If the diagnosis were initially in doubt and intensive care has already been started, the pressure to continue may be difficult to resist. However, clinicians should be confident in recognising that the disease is beyond recovery, stop aggressive interventions, and begin palliative care to avoid the patient’s and their relatives’ suffering further.

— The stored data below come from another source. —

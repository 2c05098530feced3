//! Portfolio valuation domain models.

use chrono::NaiveDate;
use rust_decimal::Decimal;
use serde::{Deserialize, Serialize};

/// One point of a date-keyed value series. Sequences are non-decreasing
/// in date order; values may rise or fall.
#[derive(Debug, Clone, Serialize, Deserialize, PartialEq)]
pub struct GrowthPoint {
    pub date: NaiveDate,
    pub value: Decimal,
}

/// Headline portfolio totals.
#[derive(Debug, Clone, Serialize, Deserialize, PartialEq)]
#[serde(rename_all = "camelCase")]
pub struct PortfolioSummary {
    pub invested: Decimal,
    pub value: Decimal,
    pub pnl: Decimal,
    /// `None` when nothing has been invested. A 0% here would read as
    /// "flat" rather than "no data", so the division is never faked.
    pub pnl_pct: Option<Decimal>,
}
use std::sync::Arc;

use log::debug;

use crate::errors::Result;
use crate::portfolio::holdings::HoldingSourceTrait;
use crate::portfolio::valuation::valuation_calculator::{compute_invested_series, compute_summary};
use crate::portfolio::valuation::{GrowthPoint, PortfolioSummary};
use crate::transactions::TransactionSourceTrait;

/// Trait for the valuation service.
pub trait ValuationServiceTrait: Send + Sync {
    /// Cumulative invested-capital series for the caller's ledger.
    fn get_invested_series(&self) -> Result<Vec<GrowthPoint>>;

    /// Headline totals across ledger and holdings.
    fn get_summary(&self) -> Result<PortfolioSummary>;
}

/// Service computing invested series and summary totals over the
/// external transaction and holdings sources.
pub struct ValuationService {
    transaction_source: Arc<dyn TransactionSourceTrait>,
    holding_source: Arc<dyn HoldingSourceTrait>,
}

impl ValuationService {
    pub fn new(
        transaction_source: Arc<dyn TransactionSourceTrait>,
        holding_source: Arc<dyn HoldingSourceTrait>,
    ) -> Self {
        Self {
            transaction_source,
            holding_source,
        }
    }
}

impl ValuationServiceTrait for ValuationService {
    fn get_invested_series(&self) -> Result<Vec<GrowthPoint>> {
        let transactions = self.transaction_source.get_transactions()?;
        debug!(
            "Building invested series from {} transactions",
            transactions.len()
        );
        Ok(compute_invested_series(&transactions))
    }

    fn get_summary(&self) -> Result<PortfolioSummary> {
        let transactions = self.transaction_source.get_transactions()?;
        let holdings = self.holding_source.get_holdings()?;
        debug!(
            "Computing summary from {} transactions and {} holdings",
            transactions.len(),
            holdings.len()
        );
        Ok(compute_summary(&transactions, &holdings))
    }
}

Striving to keep patients alive without a reasonable prospect of restoring them to a good quality of life would be considered unethical.

7. Antiviral Therapy?

At present, there is no specific antiviral agent or other therapy to kill or neutralise rabies virus in the brain. The ‘Milwaukee’ protocol gave rise to much hope but has proved no more effective than expert ITU therapy alone [38]. Several antiviral or immunotherapeutic methods have been suggested or tried [40,41]. One of these, favipiravir, a purine analogue, was effective against other ssRNA viruses. It showed some suppression of street rabies virus replication in vitro, but this effect may vary with different neuroblastoma cell lines. When used in mice as oral post-exposure prophylaxis an hour after inoculation as an alternative to rabies immunoglobulin, it reduced mortality and the titre of virus in the brain when the highest dose of 300 mg/kg/day was used. If favipiravir was delayed, starting four days post-inoculation or at the onset of symptoms, there was no effect on mouse mortality [42]. A similar study of favipiravir given to mice soon after inoculation showed no effect on mortality [43].

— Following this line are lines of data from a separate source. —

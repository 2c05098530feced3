//! Performance module - growth indexing and benchmark comparison.

pub mod growth_calculator;
pub mod performance_model;
pub mod performance_service;

#[cfg(test)]
mod performance_service_tests;

pub use growth_calculator::{interpolate_two_point, normalize_to_base_100, percent_change};
pub use performance_model::*;
pub use performance_service::{compare_with_benchmarks, PerformanceService, PerformanceServiceTrait};
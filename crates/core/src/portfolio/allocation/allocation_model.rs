//! Allocation models for portfolio breakdown by asset type.

use rust_decimal::Decimal;
use serde::{Deserialize, Serialize};

/// One slice of the by-type allocation breakdown.
#[derive(Debug, Clone, Serialize, Deserialize, PartialEq)]
#[serde(rename_all = "camelCase")]
pub struct AllocationSlice {
    pub asset_type: String,
    pub value: Decimal,
}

In the future, however, more effective treatment of rabies encephalitis may become possible. A promising method is injection of an attenuated rabies virus intrathecally, or perhaps iv injection of neutralising antibody, if the blood brain barrier can be bypassed by intraventricular administration [41], or breached pharmacologically [44,45]. Such apparently drastic therapy would be ethical for some sufferers of this fatal infection, but should be undertaken only when there is evidence of effectiveness in animals, and in an ethical and specialised research setting.

Hospitalization often provides little palliative care in developing countries. To correct this deficiency, clear practical guidelines based on recent relevant literature should be made available on national and international websites. The WHO and the World Medical Association are in a good position to promote this compassionate policy.

8. Prophylaxis

Rabies vaccine prophylaxis has been 100% successful if pre-exposure immunisation is followed by post-exposure booster vaccination.

Although there are no confirmed cases of rabies transmitted to caregivers, hospital staff and the patients’ relatives will be reassured by the protection afforded by vaccination. Giving rabies vaccine intradermally (id) at multiple sites induces rapid seroconversion, which has been known for decades [46]. To complete a pre-exposure course, a second dose im or id should be given at least seven days later [47].

Giving pre-exposure vaccination to children living in dog rabies-endemic areas would be ideal, but is unaffordable. Pre-exposure vaccination is recommended for anyone, especially children living in dog rabies-endemic areas, if they have access to and can afford it. Vials of vaccine can be shared economically between groups, e.g. families, if injected id [47]. A new syringe and needle must be used for each person. For the vaccinee, this is an insurance against having to pay for full post-exposure vaccination and RIG if exposed for the rest of their lives. If exposure does occur in subsequent years, only wound washing and im or id booster post-exposure vaccination, requiring one or two clinic visits, are needed [47]. Intradermal inoculation of rabies vaccine is not accepted by some authorities, in which case the national protocols should be followed.

9. Conclusion

Rabies encephalomyelitis inflicts on its sufferers one of the most agonising deaths imaginable [48]. Unfortunately, the inescapably fatal outcome has discouraged medical staff from active management of patients with rabies encephalomyelitis, distracting them from the imperative of humane palliative care. Consideration of the terminal care of rabies patients has been long delayed and deserves formal attention to minimize the suffering of those dying of this terrible disease. Clinicians must have the courage to offer compassionate palliation whenever the diagnosis is evident.